A landmark ruling by New York State’s highest court last February 15, 1983, providing for the civil court’s enforcement of a couple’s pre-nuptial agreement included in their ketubah (Jewish marriage contract), may help alleviate the plight of individuals seeking to obtain a get (Jewish divorce) from recalcitrant spouses.

Plaintiff Susan Roe Avitzur of Albany sued for breach of the terms of her Conservative ketubah by her civilly divorced husband, Boaz. A pre-nuptial agreement in the couple’s standard Rabbinical Assembly ketubah, in use since 1954, provides for the summoning of husband or wife, at the other spouse’s request, before the Conservative Bet Din (Jewish court) of the RA and the Jewish Theological Seminary of America, as a means of resolving marital disputes, including the granting of a get. This function of the Bet Din is intended to “enable the party so requesting to live in accordance with the standards of the Jewish law of marriage through his or her lifetime,” and the court has the power to require compensation for non-compliance.

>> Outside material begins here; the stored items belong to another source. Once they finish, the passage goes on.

//! PR watcher: merges approved pull requests and sends changes-requested
//! pull requests back to the agent.

use std::sync::{Arc, OnceLock};

use chrono::Utc;

use super::Watcher;
use super::health::{AutoMergeMetrics, HealthStats};
use super::retry::{RetryPolicy, with_retry};
use crate::config::{Config, MergeMethod};
use crate::dispatch::Dispatcher;
use crate::github::{CheckState, GitHubClient, ItemState, Mergeable, PrStatus, PullRequest, WatchedItem};
use crate::labels::{self, Phase, PhaseLabel};
use crate::shutdown::Shutdown;
use crate::transition::TransitionEngine;

/// What to do with an approved PR given its freshly fetched status.
#[derive(Debug, Clone, PartialEq, Eq)]
pub enum MergeDecision {
    Merge,
    /// GitHub has not finished computing; look again next tick.
    Defer,
    /// Not mergeable; the reason is the metrics bucket.
    Reject(String),
}

pub fn merge_decision(status: &PrStatus) -> MergeDecision {
    if status.state != ItemState::Open {
        return MergeDecision::Reject("state:closed".into());
    }
    if status.draft {
        return MergeDecision::Reject("state:draft".into());
    }
    match status.mergeable {
        Mergeable::Mergeable => {}
        Mergeable::Unknown => return MergeDecision::Defer,
        Mergeable::Conflicting => return MergeDecision::Reject(format!("mergeable:{}", status.mergeable)),
    }
    match status.checks {
        CheckState::Success => MergeDecision::Merge,
        CheckState::Pending | CheckState::Expected => MergeDecision::Defer,
        CheckState::Failure | CheckState::Error | CheckState::None => {
            MergeDecision::Reject(format!("checks:{}", status.checks))
        }
    }
}

fn re_branch() -> &'static regex::Regex {
    static RE: OnceLock<regex::Regex> = OnceLock::new();
    RE.get_or_init(|| regex::Regex::new(r"^osoba/#(\d+)$").unwrap())
}

fn re_closing_keyword() -> &'static regex::Regex {
    static RE: OnceLock<regex::Regex> = OnceLock::new();
    RE.get_or_init(|| {
        regex::Regex::new(r"(?i)\b(?:close[sd]?|fix(?:e[sd])?|resolve[sd]?)\s*:?\s+#(\d+)\b").unwrap()
    })
}

/// Issue a PR works on: its `osoba/#N` head branch, else the first closing
/// keyword in the body, else the PR itself.
pub fn linked_issue(pr: &PullRequest) -> u64 {
    re_branch()
        .captures(&pr.head_ref)
        .or_else(|| re_closing_keyword().captures(&pr.body))
        .and_then(|c| c.get(1))
        .and_then(|m| m.as_str().parse().ok())
        .unwrap_or(pr.number)
}

pub struct PrWatcher {
    client: Arc<dyn GitHubClient>,
    engine: TransitionEngine,
    dispatcher: Arc<dyn Dispatcher>,
    labels: Vec<String>,
    auto_merge: bool,
    auto_revise: bool,
    merge_method: MergeMethod,
    retry: RetryPolicy,
    stats: HealthStats,
    metrics: AutoMergeMetrics,
}

impl PrWatcher {
    pub fn new(config: &Config, client: Arc<dyn GitHubClient>, dispatcher: Arc<dyn Dispatcher>) -> Self {
        Self {
            engine: TransitionEngine::new(client.clone(), config.github.phase_comments),
            client,
            dispatcher,
            labels: config.github.pr_labels.clone(),
            auto_merge: config.github.auto_merge_lgtm,
            auto_revise: config.github.auto_revise_pr,
            merge_method: config.github.merge_method,
            retry: RetryPolicy::from_config(&config.retry),
            stats: HealthStats::new(Utc::now()),
            metrics: AutoMergeMetrics::default(),
        }
    }

    pub const fn metrics(&self) -> &AutoMergeMetrics {
        &self.metrics
    }

    pub fn poll(&mut self, shutdown: &Shutdown) {
        let prs = match with_retry(&self.retry, shutdown, "list pull requests", || {
            self.client.list_pull_requests_by_labels(&self.labels)
        }) {
            Ok(prs) => prs,
            Err(e) => {
                tracing::error!(error = %format!("{e:#}"), "listing pull requests failed");
                self.stats.record_failure(Utc::now());
                return;
            }
        };

        for pr in prs {
            if shutdown.is_triggered() {
                break;
            }
            if !pr.is_actionable() {
                tracing::debug!(pr = pr.number, draft = pr.draft, state = ?pr.state, "skipping");
                continue;
            }
            let status = labels::interrupted_claim(&pr.labels).or_else(|| labels::status_of(&pr.labels));
            match status {
                Some(PhaseLabel::Lgtm) if self.auto_merge => self.try_merge(&pr, shutdown),
                Some(PhaseLabel::RequiresChanges) if self.auto_revise => self.revise(pr),
                _ => {}
            }
        }
    }

    fn try_merge(&mut self, pr: &PullRequest, shutdown: &Shutdown) {
        let number = pr.number;
        let status = match with_retry(&self.retry, shutdown, "get pull request status", || {
            self.client.get_pull_request_status(number)
        }) {
            Ok(status) => status,
            Err(e) => {
                tracing::warn!(pr = number, error = %format!("{e:#}"), "status re-check failed");
                self.stats.record_failure(Utc::now());
                return;
            }
        };

        match merge_decision(&status) {
            MergeDecision::Defer => {
                tracing::debug!(pr = number, mergeable = %status.mergeable, checks = %status.checks, "merge deferred");
            }
            MergeDecision::Reject(reason) => {
                tracing::info!(pr = number, %reason, "not merging");
                self.metrics.record_failure(&reason);
            }
            MergeDecision::Merge => match with_retry(&self.retry, shutdown, "merge pull request", || {
                self.client.merge_pull_request(number, self.merge_method)
            }) {
                Ok(()) => {
                    tracing::info!(pr = number, method = self.merge_method.as_str(), "merged");
                    self.metrics.record_success();
                    self.stats.record_success(Utc::now());
                }
                Err(e) => {
                    tracing::error!(pr = number, error = %format!("{e:#}"), "merge failed");
                    self.metrics.record_failure("merge-error");
                    self.stats.record_failure(Utc::now());
                }
            },
        }
    }

    fn revise(&mut self, pr: PullRequest) {
        let number = pr.number;
        let issue = linked_issue(&pr);
        let title = pr.title.clone();
        match self.engine.claim_and_advance(&WatchedItem::PullRequest(pr)) {
            Ok(Some(result)) if result.claimed => {}
            Ok(_) => return,
            Err(e) => {
                tracing::warn!(pr = number, error = %format!("{e:#}"), "claim failed");
                self.stats.record_failure(Utc::now());
                return;
            }
        }
        match self.dispatcher.dispatch(issue, Phase::Revise, &title) {
            Ok(dispatched) => {
                tracing::info!(pr = number, issue, window = %dispatched.environment.window_name, "revision dispatched");
                self.stats.record_success(Utc::now());
            }
            Err(e) => {
                tracing::error!(pr = number, issue, error = %format!("{e:#}"), "revision dispatch failed");
                self.stats.record_failure(Utc::now());
            }
        }
    }
}

impl Watcher for PrWatcher {
    fn name(&self) -> &'static str {
        "pr"
    }

    fn tick(&mut self, shutdown: &Shutdown) {
        self.poll(shutdown);
        tracing::debug!(
            merges = self.metrics.successful_merges,
            merge_failures = self.metrics.failed_merges,
            "pr tick done"
        );
    }

    fn stats(&self) -> &HealthStats {
        &self.stats
    }

    fn auto_merge(&self) -> Option<&AutoMergeMetrics> {
        Some(&self.metrics)
    }
}

#[cfg(test)]
mod tests {
    use super::*;
    use crate::testing::{FakeDispatcher, FakeGitHub, pull_request};

    fn quick_config() -> Config {
        let mut config = Config::default();
        config.retry.base_delay_ms = 1;
        config
    }

    fn status(mergeable: Mergeable, checks: CheckState) -> PrStatus {
        PrStatus {
            number: 123,
            state: ItemState::Open,
            draft: false,
            mergeable,
            checks,
        }
    }

    fn watcher(config: &Config, github: &Arc<FakeGitHub>, dispatcher: &Arc<FakeDispatcher>) -> PrWatcher {
        PrWatcher::new(config, github.clone(), dispatcher.clone())
    }

    #[test]
    fn approved_pr_is_merged_once_end_to_end() {
        let github = Arc::new(FakeGitHub::default());
        github.put_pr(pull_request(123, &["status:lgtm"], ItemState::Open, false));
        let dispatcher = Arc::new(FakeDispatcher::default());
        let mut watcher = watcher(&quick_config(), &github, &dispatcher);

        watcher.poll(&Shutdown::new());

        assert_eq!(github.merges(), vec![(123, MergeMethod::Squash)]);
        assert_eq!(watcher.metrics().successful_merges, 1);
        assert_eq!(watcher.metrics().total_attempts, 1);
        assert_eq!(watcher.stats().successful_executions, 1);

        watcher.poll(&Shutdown::new());
        assert_eq!(github.merges().len(), 1);
    }

    #[test]
    fn draft_and_closed_prs_are_never_actioned() {
        let github = Arc::new(FakeGitHub::default());
        github.put_pr(pull_request(1, &["status:lgtm"], ItemState::Open, true));
        github.put_pr(pull_request(2, &["status:lgtm"], ItemState::Closed, false));
        github.put_pr(pull_request(3, &["status:requires-changes"], ItemState::Open, true));
        github.put_pr(pull_request(4, &["status:requires-changes"], ItemState::Closed, false));
        let dispatcher = Arc::new(FakeDispatcher::default());
        let mut watcher = watcher(&quick_config(), &github, &dispatcher);

        watcher.poll(&Shutdown::new());

        assert!(github.merges().is_empty());
        assert!(dispatcher.calls().is_empty());
        assert_eq!(github.call_count("get_pull_request_status"), 0);
        assert_eq!(github.mutation_count(), 0);
        assert_eq!(watcher.metrics().total_attempts, 0);
    }

    #[test]
    fn merge_requires_a_fresh_mergeable_and_green_status() {
        let github = Arc::new(FakeGitHub::default());
        github.put_pr(pull_request(123, &["status:lgtm"], ItemState::Open, false));
        github.set_pr_status(status(Mergeable::Conflicting, CheckState::Success));
        let dispatcher = Arc::new(FakeDispatcher::default());
        let mut watcher = watcher(&quick_config(), &github, &dispatcher);

        watcher.poll(&Shutdown::new());

        assert_eq!(github.call_count("get_pull_request_status"), 1);
        assert!(github.merges().is_empty());
        assert_eq!(watcher.metrics().failed_merges, 1);
        assert_eq!(watcher.metrics().failure_reasons["mergeable:CONFLICTING"], 1);
    }

    #[test]
    fn pending_checks_defer_without_counting_an_attempt() {
        let github = Arc::new(FakeGitHub::default());
        github.put_pr(pull_request(123, &["status:lgtm"], ItemState::Open, false));
        github.set_pr_status(status(Mergeable::Mergeable, CheckState::Pending));
        let dispatcher = Arc::new(FakeDispatcher::default());
        let mut watcher = watcher(&quick_config(), &github, &dispatcher);

        watcher.poll(&Shutdown::new());
        assert!(github.merges().is_empty());
        assert_eq!(watcher.metrics().total_attempts, 0);

        github.set_pr_status(status(Mergeable::Mergeable, CheckState::Success));
        watcher.poll(&Shutdown::new());
        assert_eq!(github.merges().len(), 1);
    }

    #[test]
    fn merge_api_failure_is_bucketed() {
        let github = Arc::new(FakeGitHub::default());
        github.put_pr(pull_request(123, &["status:lgtm"], ItemState::Open, false));
        github.fail_next("merge_pull_request", 3);
        let dispatcher = Arc::new(FakeDispatcher::default());
        let mut watcher = watcher(&quick_config(), &github, &dispatcher);

        watcher.poll(&Shutdown::new());

        assert_eq!(github.call_count("merge_pull_request"), 3);
        assert_eq!(watcher.metrics().failure_reasons["merge-error"], 1);
        assert_eq!(watcher.stats().failed_executions, 1);
    }

    #[test]
    fn transient_merge_failure_is_retried() {
        let github = Arc::new(FakeGitHub::default());
        github.put_pr(pull_request(123, &["status:lgtm"], ItemState::Open, false));
        github.fail_next("merge_pull_request", 1);
        let dispatcher = Arc::new(FakeDispatcher::default());
        let mut watcher = watcher(&quick_config(), &github, &dispatcher);

        watcher.poll(&Shutdown::new());

        assert_eq!(github.call_count("merge_pull_request"), 2);
        assert_eq!(github.merges().len(), 1);
        assert_eq!(watcher.metrics().successful_merges, 1);
        assert!(watcher.metrics().failure_reasons.is_empty());
    }

    #[test]
    fn auto_merge_can_be_disabled() {
        let github = Arc::new(FakeGitHub::default());
        github.put_pr(pull_request(123, &["status:lgtm"], ItemState::Open, false));
        let dispatcher = Arc::new(FakeDispatcher::default());
        let mut config = quick_config();
        config.github.auto_merge_lgtm = false;
        let mut watcher = watcher(&config, &github, &dispatcher);

        watcher.poll(&Shutdown::new());
        assert!(github.merges().is_empty());
        assert_eq!(github.call_count("get_pull_request_status"), 0);
    }

    #[test]
    fn requires_changes_claims_and_dispatches_revise_for_linked_issue() {
        let github = Arc::new(FakeGitHub::default());
        let mut pr = pull_request(130, &["status:requires-changes"], ItemState::Open, false);
        pr.head_ref = "osoba/#83".into();
        github.put_pr(pr);
        let dispatcher = Arc::new(FakeDispatcher::default());
        let mut watcher = watcher(&quick_config(), &github, &dispatcher);

        watcher.poll(&Shutdown::new());

        assert_eq!(github.labels_of(130), vec!["status:revising".to_string()]);
        assert_eq!(dispatcher.calls(), vec![(83, Phase::Revise)]);
        assert_eq!(watcher.stats().successful_executions, 1);

        watcher.poll(&Shutdown::new());
        assert_eq!(dispatcher.calls().len(), 1);
    }

    #[test]
    fn merge_decision_table() {
        use MergeDecision::{Defer, Merge, Reject};
        assert_eq!(merge_decision(&status(Mergeable::Mergeable, CheckState::Success)), Merge);
        assert_eq!(merge_decision(&status(Mergeable::Unknown, CheckState::Success)), Defer);
        assert_eq!(merge_decision(&status(Mergeable::Mergeable, CheckState::Expected)), Defer);
        assert_eq!(
            merge_decision(&status(Mergeable::Mergeable, CheckState::Failure)),
            Reject("checks:FAILURE".into())
        );
        assert_eq!(
            merge_decision(&status(Mergeable::Mergeable, CheckState::None)),
            Reject("checks:NONE".into())
        );
        let mut closed = status(Mergeable::Mergeable, CheckState::Success);
        closed.state = ItemState::Closed;
        assert_eq!(merge_decision(&closed), Reject("state:closed".into()));
    }

    #[test]
    fn linked_issue_resolution() {
        let mut pr = pull_request(200, &[], ItemState::Open, false);
        assert_eq!(linked_issue(&pr), 200);

        pr.body = "Some change.\n\nCloses #42".into();
        assert_eq!(linked_issue(&pr), 42);

        pr.body = "fixes: #7 and resolves #8".into();
        assert_eq!(linked_issue(&pr), 7);

        pr.head_ref = "osoba/#83".into();
        assert_eq!(linked_issue(&pr), 83);

        pr.head_ref = "feature/#83-x".into();
        pr.body = "mentions #9 only".into();
        assert_eq!(linked_issue(&pr), 200);
    }
}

Boaz refused to appear before the Bet Din and failed to grant Susan a get. Without the get, Susan, and many other women in similar situations, are known as agunot (anchored women) and are not free to remarry under Jewish law. The children of such remarriages are considered illegitimate. Since, under Jewish law, only a man has the power to grant a divorce, many women are left helpless, subject to financial and/or emotional extortion by their former husbands. (See Bracha Osofsky, “Progress on the Get Problem,” Lilith #10).

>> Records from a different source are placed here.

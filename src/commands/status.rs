use chrono::{DateTime, Utc};
use clap::Args;
use serde::Serialize;

use super::{OutputFormat, RepoArgs};
use crate::daemon::DaemonState;
use crate::github::{GitHubClient, RateLimit};
use crate::tmux::{self, TerminalManager};
use crate::watcher::health::HealthSnapshot;

#[derive(Debug, Args)]
pub struct StatusArgs {
    #[command(flatten)]
    pub repo: RepoArgs,
    /// Output format
    #[arg(long, value_enum)]
    pub format: Option<OutputFormat>,
}

#[derive(Debug, Serialize)]
pub struct StatusReport {
    pub repo: String,
    pub daemon: DaemonSummary,
    pub session: SessionSummary,
    /// Last health report of each watcher; empty while the daemon is stopped.
    #[serde(skip_serializing_if = "Vec::is_empty")]
    pub watchers: Vec<HealthSnapshot>,
    #[serde(skip_serializing_if = "Option::is_none")]
    pub rate_limit: Option<RateLimit>,
}

#[derive(Debug, Serialize)]
pub struct DaemonSummary {
    pub running: bool,
    #[serde(skip_serializing_if = "Option::is_none")]
    pub pid: Option<u32>,
    #[serde(skip_serializing_if = "Option::is_none")]
    pub started_at: Option<DateTime<Utc>>,
    #[serde(skip_serializing_if = "Option::is_none")]
    pub uptime_secs: Option<i64>,
    /// Pid of a dead record that was cleaned up by this call.
    #[serde(skip_serializing_if = "Option::is_none")]
    pub stale_pid: Option<u32>,
    pub log_file: String,
}

#[derive(Debug, Serialize)]
pub struct SessionSummary {
    pub name: String,
    pub exists: bool,
    pub windows: Vec<WindowSummary>,
}

#[derive(Debug, Serialize)]
pub struct WindowSummary {
    pub name: String,
    #[serde(skip_serializing_if = "Option::is_none")]
    pub issue: Option<u64>,
    #[serde(skip_serializing_if = "Option::is_none")]
    pub phase: Option<String>,
}

impl StatusArgs {
    pub fn execute(&self) -> anyhow::Result<()> {
        let format = OutputFormat::resolve(self.format);
        let ctx = self.repo.resolve()?;
        let supervisor = ctx.supervisor()?;

        let now = Utc::now();
        let daemon = match supervisor.status()? {
            DaemonState::Running(record) => DaemonSummary {
                running: true,
                pid: Some(record.pid),
                started_at: Some(record.start_time),
                uptime_secs: Some(record.uptime(now).num_seconds()),
                stale_pid: None,
                log_file: supervisor.log_file().display().to_string(),
            },
            DaemonState::Stopped { stale } => DaemonSummary {
                running: false,
                pid: None,
                started_at: None,
                uptime_secs: None,
                stale_pid: stale.map(|r| r.pid),
                log_file: supervisor.log_file().display().to_string(),
            },
        };

        let watchers = if daemon.running {
            HealthSnapshot::read_all(supervisor.health_dir()).unwrap_or_else(|e| {
                tracing::debug!(error = %format!("{e:#}"), "health snapshots unavailable");
                Vec::new()
            })
        } else {
            Vec::new()
        };

        let session_name = ctx.session();
        let terminal = ctx.terminal();
        let exists = terminal.session_exists(&session_name).unwrap_or(false);
        let windows = if exists {
            terminal
                .list_windows(&session_name)
                .unwrap_or_default()
                .into_iter()
                .map(|name| {
                    let parsed = tmux::parse_window_name(&name);
                    WindowSummary {
                        issue: parsed.map(|(n, _)| n),
                        phase: parsed.map(|(_, p)| p.to_string()),
                        name,
                    }
                })
                .collect()
        } else {
            Vec::new()
        };

        let rate_limit = match ctx.github() {
            Ok(client) => client
                .get_rate_limit()
                .inspect_err(|e| tracing::debug!(error = %format!("{e:#}"), "rate limit unavailable"))
                .ok(),
            Err(_) => None,
        };

        let report = StatusReport {
            repo: ctx
                .remote
                .as_ref()
                .map_or_else(|| ctx.root.display().to_string(), ToString::to_string),
            daemon,
            session: SessionSummary {
                name: session_name,
                exists,
                windows,
            },
            watchers,
            rate_limit,
        };

        match format {
            OutputFormat::Pretty => print_pretty(&report),
            OutputFormat::Text => print_text(&report),
            OutputFormat::Json => println!("{}", serde_json::to_string_pretty(&report)?),
        }
        Ok(())
    }
}

fn format_duration(secs: i64) -> String {
    match secs {
        s if s < 60 => format!("{s}s"),
        s if s < 3600 => format!("{}m {}s", s / 60, s % 60),
        s if s < 86400 => format!("{}h {}m", s / 3600, (s % 3600) / 60),
        s => format!("{}d {}h", s / 86400, (s % 86400) / 3600),
    }
}

/// One line per watcher: counters, then either "healthy" or the reasons.
fn health_line(snapshot: &HealthSnapshot, now: DateTime<Utc>) -> String {
    let stats = &snapshot.stats;
    let verdict = if snapshot.health.healthy {
        "healthy".to_string()
    } else {
        let reasons: Vec<String> = snapshot.health.reasons.iter().map(ToString::to_string).collect();
        format!("UNHEALTHY: {}", reasons.join("; "))
    };
    let mut line = format!(
        "{:<6} {verdict} ({} ok, {} failed, checked {} ago)",
        snapshot.watcher,
        stats.successful_executions,
        stats.failed_executions,
        format_duration((now - snapshot.updated_at).num_seconds().max(0))
    );
    if let Some(ref merges) = snapshot.auto_merge {
        line.push_str(&format!(
            "; merges {}/{}",
            merges.successful_merges, merges.total_attempts
        ));
    }
    line
}

fn print_pretty(report: &StatusReport) {
    println!("=== osoba: {} ===\n", report.repo);
    let d = &report.daemon;
    if d.running {
        println!(
            "Daemon:   running (pid {}, up {})",
            d.pid.unwrap_or_default(),
            format_duration(d.uptime_secs.unwrap_or_default())
        );
    } else {
        println!("Daemon:   stopped");
        if let Some(pid) = d.stale_pid {
            println!("          removed stale record for pid {pid}");
        }
    }
    println!("Log:      {}", d.log_file);

    let s = &report.session;
    if s.exists {
        println!("Session:  {} ({} windows)", s.name, s.windows.len());
        for w in &s.windows {
            match (&w.issue, &w.phase) {
                (Some(issue), Some(phase)) => println!("  - {:<16} #{issue} {phase}", w.name),
                _ => println!("  - {}", w.name),
            }
        }
    } else {
        println!("Session:  {} (not running)", s.name);
    }

    if !report.watchers.is_empty() {
        println!("\nWatchers:");
        let now = Utc::now();
        for snapshot in &report.watchers {
            println!("  - {}", health_line(snapshot, now));
        }
    }

    if let Some(ref rl) = report.rate_limit {
        println!(
            "\nGitHub:   {}/{} requests left, resets {}",
            rl.remaining,
            rl.limit,
            rl.reset_at.format("%H:%M:%S UTC")
        );
    }
}

fn print_text(report: &StatusReport) {
    let d = &report.daemon;
    println!("repo {}", report.repo);
    match (d.running, d.pid) {
        (true, Some(pid)) => println!("daemon running pid={pid} uptime={}s", d.uptime_secs.unwrap_or_default()),
        _ => println!("daemon stopped"),
    }
    println!(
        "session {} {}",
        report.session.name,
        if report.session.exists { "up" } else { "down" }
    );
    for w in &report.session.windows {
        println!("window {}", w.name);
    }
    for snapshot in &report.watchers {
        println!(
            "watcher {} {} total={} failed={}",
            snapshot.watcher,
            if snapshot.health.healthy { "healthy" } else { "unhealthy" },
            snapshot.stats.total_executions,
            snapshot.stats.failed_executions
        );
    }
    if let Some(ref rl) = report.rate_limit {
        println!("ratelimit {}/{} reset={}", rl.remaining, rl.limit, rl.reset_at.to_rfc3339());
    }
}

#[cfg(test)]
mod tests {
    use std::time::Duration;

    use super::*;
    use crate::watcher::health::{AutoMergeMetrics, HealthStats};

    #[test]
    fn durations_are_humanized() {
        assert_eq!(format_duration(5), "5s");
        assert_eq!(format_duration(125), "2m 5s");
        assert_eq!(format_duration(3 * 3600 + 120), "3h 2m");
        assert_eq!(format_duration(2 * 86400 + 3600), "2d 1h");
    }

    #[test]
    fn json_report_omits_absent_fields() {
        let report = StatusReport {
            repo: "douhashi/osoba".into(),
            daemon: DaemonSummary {
                running: false,
                pid: None,
                started_at: None,
                uptime_secs: None,
                stale_pid: None,
                log_file: "/tmp/osoba.log".into(),
            },
            session: SessionSummary {
                name: "osoba-osoba".into(),
                exists: false,
                windows: vec![],
            },
            watchers: vec![],
            rate_limit: None,
        };
        let json = serde_json::to_value(&report).unwrap();
        assert_eq!(json["daemon"]["running"], false);
        assert!(json["daemon"].get("pid").is_none());
        assert!(json.get("rate_limit").is_none());
        assert!(json.get("watchers").is_none());
    }

    #[test]
    fn health_line_shows_reasons_and_merges() {
        let now = Utc::now();
        let stats = HealthStats::new(now);
        let mut merges = AutoMergeMetrics::default();
        merges.record_success();
        merges.record_failure("checks:FAILURE");
        let snapshot = HealthSnapshot {
            watcher: "pr".into(),
            updated_at: now - chrono::TimeDelta::seconds(5),
            health: stats.check_health(now, Duration::from_secs(300), 0.5),
            stats,
            auto_merge: Some(merges),
        };

        let line = health_line(&snapshot, now);
        assert!(line.starts_with("pr     UNHEALTHY: no executions yet"), "{line}");
        assert!(line.contains("checked 5s ago"), "{line}");
        assert!(line.ends_with("merges 1/2"), "{line}");
    }
}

The 4-3 decision by the New York State Court of Appeals reversed an Appellate Division ruling which stated that the ketubah, as a religious document, could not be enforced by the civil courts. Yet, Judge Sol Wachtler, in his majority opinion in the Appeals Court case, stated that the decision was based on “neutral principles of contract law, without reference to any religious principle,” and that “we find nothing in law or public policy to prevent judicial recognition and enforcement of the secular terms of such an agreement.” In his dissenting opinion, Judge Hugh Jones wrote that such a step would violate “the constitutional prohibition against entanglement of our secular courts in matters of religious and ecclesiastical content.” (The case was returned to the New York Supreme Court for implementation.) The Appeals Court decision in the Avitzur case, in establishing the principle that a religious document is enforceable as a civil contract, paves the way for civil enforcement of other religious prenuptial or separation agreements.